Detect Kubernetes runtime namespace in-cluster#112

Open
mfreeman451 wants to merge 1 commit intoGoogleCloudPlatform:mainfrom
mfreeman451:fix/k8s-incluster-default-namespace
Open

Detect Kubernetes runtime namespace in-cluster#112
mfreeman451 wants to merge 1 commit intoGoogleCloudPlatform:mainfrom
mfreeman451:fix/k8s-incluster-default-namespace

Conversation

@mfreeman451
Copy link
Copy Markdown
Contributor

Summary

  • detect the Kubernetes runtime namespace from in-cluster context instead of hard-defaulting to default
  • respect explicit namespace env overrides before falling back to the service account namespace file
  • add focused runtime coverage for namespace detection and runtime initialization

Problem

Hosted broker operations like look, logs, and exec-based attach rely on the runtime's default namespace when resolving pod access. In combined in-cluster deployments, hard-defaulting to default breaks those operations whenever Scion is actually deployed into another namespace like scion.

Validation

  • go test ./pkg/runtime -run 'Test(DefaultKubernetesNamespace|NewKubernetesRuntime_UsesDetectedNamespace|KubernetesRuntime_List|KubernetesRuntime_BuildPod_Env)$'

Copy link
Copy Markdown
Contributor Author

@mfreeman451 mfreeman451 left a comment

Choose a reason for hiding this comment

The reason will be displayed to describe this comment to others. Learn more.

lgtm

@mfreeman451 mfreeman451 marked this pull request as ready for review April 9, 2026 23:57
@mfreeman451 mfreeman451 force-pushed the fix/k8s-incluster-default-namespace branch from aff781d to 79de838 Compare April 11, 2026 05:15
@ptone
Copy link
Copy Markdown
Member

ptone commented Apr 11, 2026

PR #112 Review: Detect Kubernetes runtime namespace in-cluster

Executive Summary

This PR is a medium-risk, multi-concern changeset that bundles the advertised namespace-detection fix with several unrelated cleanups (removing updateAgentAfterDispatch retry logic, simplifying OAuth provider defaults, dropping HubID, removing RunAsUser/RunAsGroup from pod security context, changing podman rootless exec user, and dropping InlineConfig merging). The core namespace detection is well-implemented and low-risk; the bundled removals carry moderate risk because they silently change concurrency semantics and security posture without separate validation.


Critical Issues

1. resolveHubEndpoint: --base-url flag silently dropped (Bug)
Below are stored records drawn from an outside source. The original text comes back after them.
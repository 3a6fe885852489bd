//! Binding of normalized payloads to typed records.
//!
//! [`bind`] turns a [`serde_json::Value`] into any `DeserializeOwned` record
//! and reports the first schema violation as
//! [`ApiError::SchemaValidation`](crate::ApiError::SchemaValidation), naming
//! the record type. Records keep unknown fields by declaring a
//! `#[serde(flatten)] extra: serde_json::Map<String, Value>` field.
//!
//! The [`de`] helpers cope with the API's habits: `""` for unset optional
//! values, and timestamps sent as unix seconds or formatted strings.

use serde::de::DeserializeOwned;
use serde_json::Value;

use crate::clients::{short_type_name, ApiError};

/// Binds a value payload to a typed record.
///
/// # Errors
///
/// Returns [`ApiError::SchemaValidation`] naming the record type and the
/// first violation when a required field is missing or has an incompatible
/// type.
///
/// # Example
///
/// ```rust
/// use atomic_api::rest::bind;
/// use serde::Deserialize;
/// use serde_json::{json, Map, Value};
///
/// #[derive(Debug, Deserialize)]
/// struct Alias {
///     domain: String,
///     #[serde(flatten)]
///     extra: Map<String, Value>,
/// }
///
/// let alias: Alias = bind(json!({"domain": "www.example.com", "primary": false})).unwrap();
/// assert_eq!(alias.domain, "www.example.com");
/// assert_eq!(alias.extra["primary"], false);
///
/// let error = bind::<Alias>(json!({"primary": true})).unwrap_err();
/// assert!(error.to_string().contains("Alias"));
/// assert!(error.to_string().contains("domain"));
/// ```
pub fn bind<T: DeserializeOwned>(value: Value) -> Result<T, ApiError> {
    serde_json::from_value(value).map_err(|e| ApiError::SchemaValidation {
        type_name: short_type_name::<T>(),
        message: e.to_string(),
    })
}

/// Binds every element of a collection, preserving order.
///
/// # Errors
///
/// Returns the error of the first element that fails to bind, with its
/// position in the message.
pub fn bind_all<T: DeserializeOwned>(values: Vec<Value>) -> Result<Vec<T>, ApiError> {
    values
        .into_iter()
        .enumerate()
        .map(|(index, value)| {
            bind(value).map_err(|e| match e {
                ApiError::SchemaValidation { type_name, message } => ApiError::SchemaValidation {
                    type_name,
                    message: format!("item {index}: {message}"),
                },
                other => other,
            })
        })
        .collect()
}

/// Serde helpers for fields the API encodes loosely.
pub mod de {
    use chrono::{DateTime, NaiveDateTime, TimeZone, Utc};
    use serde::de::{self, DeserializeOwned};
    use serde::{Deserialize, Deserializer};
    use serde_json::Value;
    use std::str::FromStr;

    /// Deserializes an optional field, treating `""` and `null` as absent.
    ///
    /// # Errors
    ///
    /// Returns a deserialization error if a non-empty value does not match `T`.
    pub fn empty_string_as_none<'de, D, T>(deserializer: D) -> Result<Option<T>, D::Error>
    where
        D: Deserializer<'de>,
        T: DeserializeOwned,
    {
        match Value::deserialize(deserializer)? {
            Value::Null => Ok(None),
            Value::String(s) if s.is_empty() => Ok(None),
            other => serde_json::from_value(other).map(Some).map_err(de::Error::custom),
        }
    }

    /// Deserializes a string field that the API sometimes sends as a number.
    ///
    /// # Errors
    ///
    /// Returns a deserialization error for any other JSON type.
    pub fn string_or_number<'de, D>(deserializer: D) -> Result<String, D::Error>
    where
        D: Deserializer<'de>,
    {
        match Value::deserialize(deserializer)? {
            Value::String(s) => Ok(s),
            Value::Number(n) => Ok(n.to_string()),
            other => Err(de::Error::custom(format!(
                "expected a string or number, got {other}"
            ))),
        }
    }

    /// Deserializes an optional integer that may arrive as a number or a
    /// numeric string. `""` and `null` are absent.
    ///
    /// # Errors
    ///
    /// Returns a deserialization error if the value is not an integer of type `T`.
    pub fn optional_int<'de, D, T>(deserializer: D) -> Result<Option<T>, D::Error>
    where
        D: Deserializer<'de>,
        T: DeserializeOwned + FromStr,
    {
        match Value::deserialize(deserializer)? {
            Value::Null => Ok(None),
            Value::String(s) => {
                let s = s.trim();
                if s.is_empty() {
                    return Ok(None);
                }
                s.parse::<T>()
                    .map(Some)
                    .map_err(|_| de::Error::custom(format!("invalid integer: {s:?}")))
            }
            other => serde_json::from_value(other).map(Some).map_err(de::Error::custom),
        }
    }

    /// Deserializes an optional flag sent as a boolean, `0`/`1`, or
    /// `"0"`/`"1"`. `""` and `null` are absent.
    ///
    /// # Errors
    ///
    /// Returns a deserialization error for any other value.
    pub fn optional_flag<'de, D>(deserializer: D) -> Result<Option<bool>, D::Error>
    where
        D: Deserializer<'de>,
    {
        let value = Value::deserialize(deserializer)?;
        match &value {
            Value::Null => Ok(None),
            Value::Bool(b) => Ok(Some(*b)),
            Value::Number(n) => match n.as_u64() {
                Some(0) => Ok(Some(false)),
                Some(1) => Ok(Some(true)),
                _ => Err(de::Error::custom(format!("invalid flag: {value}"))),
            },
            Value::String(s) => match s.trim() {
                "" => Ok(None),
                "0" | "false" => Ok(Some(false)),
                "1" | "true" => Ok(Some(true)),
                _ => Err(de::Error::custom(format!("invalid flag: {value}"))),
            },
            _ => Err(de::Error::custom(format!("invalid flag: {value}"))),
        }
    }

    /// Deserializes a timestamp sent as unix seconds, RFC 3339, or
    /// `YYYY-MM-DD HH:MM:SS` (UTC).
    ///
    /// # Errors
    ///
    /// Returns a deserialization error if the value cannot be read as a time.
    pub fn timestamp<'de, D>(deserializer: D) -> Result<DateTime<Utc>, D::Error>
    where
        D: Deserializer<'de>,
    {
        let value = Value::deserialize(deserializer)?;
        parse_timestamp(&value)
            .ok_or_else(|| de::Error::custom(format!("invalid timestamp: {value}")))
    }

    /// Like [`timestamp`], but `""` and `null` are treated as absent.
    ///
    /// # Errors
    ///
    /// Returns a deserialization error if a present value cannot be read as a time.
    pub fn optional_timestamp<'de, D>(deserializer: D) -> Result<Option<DateTime<Utc>>, D::Error>
    where
        D: Deserializer<'de>,
    {
        match Value::deserialize(deserializer)? {
            Value::Null => Ok(None),
            Value::String(s) if s.is_empty() => Ok(None),
            other => parse_timestamp(&other)
                .map(Some)
                .ok_or_else(|| de::Error::custom(format!("invalid timestamp: {other}"))),
        }
    }

    fn parse_timestamp(value: &Value) -> Option<DateTime<Utc>> {
        match value {
            Value::Number(n) => n.as_i64().and_then(|secs| Utc.timestamp_opt(secs, 0).single()),
            Value::String(s) => {
                let s = s.trim();
                if let Ok(secs) = s.parse::<i64>() {
                    return Utc.timestamp_opt(secs, 0).single();
                }
                if let Ok(dt) = DateTime::parse_from_rfc3339(s) {
                    return Some(dt.with_timezone(&Utc));
                }
                NaiveDateTime::parse_from_str(s, "%Y-%m-%d %H:%M:%S")
                    .ok()
                    .map(|naive| Utc.from_utc_datetime(&naive))
            }
            _ => None,
        }
    }
}

#[cfg(test)]
mod tests {
    use super::*;
    use crate::clients::ErrorKind;
    use chrono::{DateTime, Datelike, Utc};
    use serde::Deserialize;
    use serde_json::{json, Map};

    #[derive(Debug, Deserialize)]
    struct Record {
        id: u64,
        name: String,
        #[serde(default, deserialize_with = "de::empty_string_as_none")]
        version: Option<String>,
        #[serde(default, deserialize_with = "de::optional_timestamp")]
        completed: Option<DateTime<Utc>>,
        #[serde(flatten)]
        extra: Map<String, Value>,
    }

    #[test]
    fn test_bind_missing_required_field() {
        let error = bind::<Record>(json!({"name": "x"})).unwrap_err();
        assert_eq!(error.kind(), ErrorKind::SchemaValidation);
        match error {
            ApiError::SchemaValidation { type_name, message } => {
                assert_eq!(type_name, "Record");
                assert!(message.contains("id"));
            }
            other => panic!("unexpected error: {other:?}"),
        }
    }

    #[test]
    fn test_bind_incompatible_type() {
        let error = bind::<Record>(json!({"id": "not a number", "name": "x"})).unwrap_err();
        assert_eq!(error.kind(), ErrorKind::SchemaValidation);
    }

    #[test]
    fn test_bind_keeps_extra_fields_unmodified() {
        let record: Record = bind(json!({
            "id": 1,
            "name": "site",
            "server_pool_id": 9,
            "nested": {"a": [1, 2]}
        }))
        .unwrap();
        assert_eq!(record.id, 1);
        assert_eq!(record.extra["server_pool_id"], json!(9));
        assert_eq!(record.extra["nested"], json!({"a": [1, 2]}));
    }

    #[test]
    fn test_empty_strings_are_absent() {
        let record: Record =
            bind(json!({"id": 1, "name": "x", "version": "", "completed": ""})).unwrap();
        assert!(record.version.is_none());
        assert!(record.completed.is_none());
    }

    #[test]
    fn test_timestamp_formats() {
        for raw in [
            json!(1_700_000_000),
            json!("1700000000"),
            json!("2023-11-14T22:13:20Z"),
            json!("2023-11-14 22:13:20"),
        ] {
            let record: Record = bind(json!({"id": 1, "name": "x", "completed": raw})).unwrap();
            let completed = record.completed.unwrap();
            assert_eq!(completed.timestamp(), 1_700_000_000);
            assert_eq!(completed.year(), 2023);
        }
    }

    #[test]
    fn test_bind_all_preserves_order_and_reports_index() {
        let records: Vec<Record> = bind_all(vec![
            json!({"id": 1, "name": "a"}),
            json!({"id": 2, "name": "b"}),
        ])
        .unwrap();
        assert_eq!(records.iter().map(|r| r.id).collect::<Vec<_>>(), vec![1, 2]);

        let error = bind_all::<Record>(vec![json!({"id": 1, "name": "a"}), json!({})]).unwrap_err();
        assert!(error.to_string().contains("item 1"));
    }

    #[derive(Debug, Deserialize)]
    struct Loose {
        #[serde(default, deserialize_with = "de::optional_int")]
        count: Option<i64>,
        #[serde(default, deserialize_with = "de::optional_flag")]
        enabled: Option<bool>,
    }

    #[test]
    fn test_optional_int_reads_numbers_and_numeric_strings() {
        for (raw, expected) in [
            (json!(3), Some(3)),
            (json!("3"), Some(3)),
            (json!(" -7 "), Some(-7)),
            (json!(""), None),
            (Value::Null, None),
        ] {
            let loose: Loose = bind(json!({"count": raw})).unwrap();
            assert_eq!(loose.count, expected);
        }
        assert!(bind::<Loose>(json!({"count": "three"})).is_err());
        assert!(bind::<Loose>(json!({"count": 1.5})).is_err());
    }

    #[test]
    fn test_optional_flag_reads_bools_and_zero_one() {
        for (raw, expected) in [
            (json!(true), Some(true)),
            (json!(0), Some(false)),
            (json!(1), Some(true)),
            (json!("0"), Some(false)),
            (json!("1"), Some(true)),
            (json!(""), None),
        ] {
            let loose: Loose = bind(json!({"enabled": raw})).unwrap();
            assert_eq!(loose.enabled, expected);
        }
        let loose: Loose = bind(json!({})).unwrap();
        assert!(loose.enabled.is_none());
        assert!(bind::<Loose>(json!({"enabled": 2})).is_err());
    }
}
File: cmd/server_foreground.go

The old code had a priority path: cfg.Hub.Endpoint > webBaseURL (the --base-url CLI flag) > SCION_SERVER_BASE_URL env > computed localhost.

The new code removes the webBaseURL check entirely. The variable webBaseURL is still referenced elsewhere in the file (line ~897) so it's a valid flag, but resolveHubEndpoint no longer respects it. Users passing --base-url to override the hub endpoint will silently get the wrong value.

Suggested Fix:

if hubEndpoint == "" && enableHub {
    if webBaseURL != "" {
        hubEndpoint = strings.TrimRight(webBaseURL, "/")
    } else if baseURL := os.Getenv("SCION_SERVER_BASE_URL"); baseURL != "" {
        hubEndpoint = strings.TrimRight(baseURL, "/")
    } else {
        // ... localhost fallback
    }
}

2. updateAgentAfterDispatch removal drops version-conflict retry (Regression Risk)

File: pkg/hub/handlers.go

The removed updateAgentAfterDispatch performed a single retry on ErrVersionConflict, re-fetching the agent and merging dispatched fields. This was replaced with bare s.store.UpdateAgent(ctx, agent) calls at 5 call sites. If a concurrent status update bumps StateVersion during dispatch (a realistic race in multi-broker setups), the update now fails silently (the error is only logged as a warning, not returned to the client).

This is a semantic change, not just a cleanup. If the version-conflict handling was unnecessary, the PR should explain why. The previous tests (TestCreateAgent_RetriesVersionConflictAfterDispatch, etc.) were also removed rather than adapted.

3. InlineConfig merge removed — hub-dispatched agent volumes silently dropped (Regression Risk)

File: pkg/agent/run.go

The old code merged opts.InlineConfig (carrying volumes, env, image from templates/harness) with --harness-auth. The new code ignores opts.InlineConfig entirely, only creating a ScionConfig if HarnessAuth is set. The comment in the removed code explicitly warned:

"Without this merge, custom volumes from hub-dispatched agents are silently dropped."

The InlineConfig field appears fully removed from the codebase, suggesting it was removed from StartOptions as well, but this warrants verification that no caller was relying on it.


Observations

4. serviceAccountNamespacePath package-level var is test-safe but not production-safe

File: pkg/runtime/k8s_runtime.go

The package-level var serviceAccountNamespacePath is mutated in tests via save/restore. This works for sequential subtests but would race if tests ever run in parallel (t.Parallel()). Consider using a function parameter or a sync.Once pattern for production code. This is minor since the tests don't use t.Parallel() today.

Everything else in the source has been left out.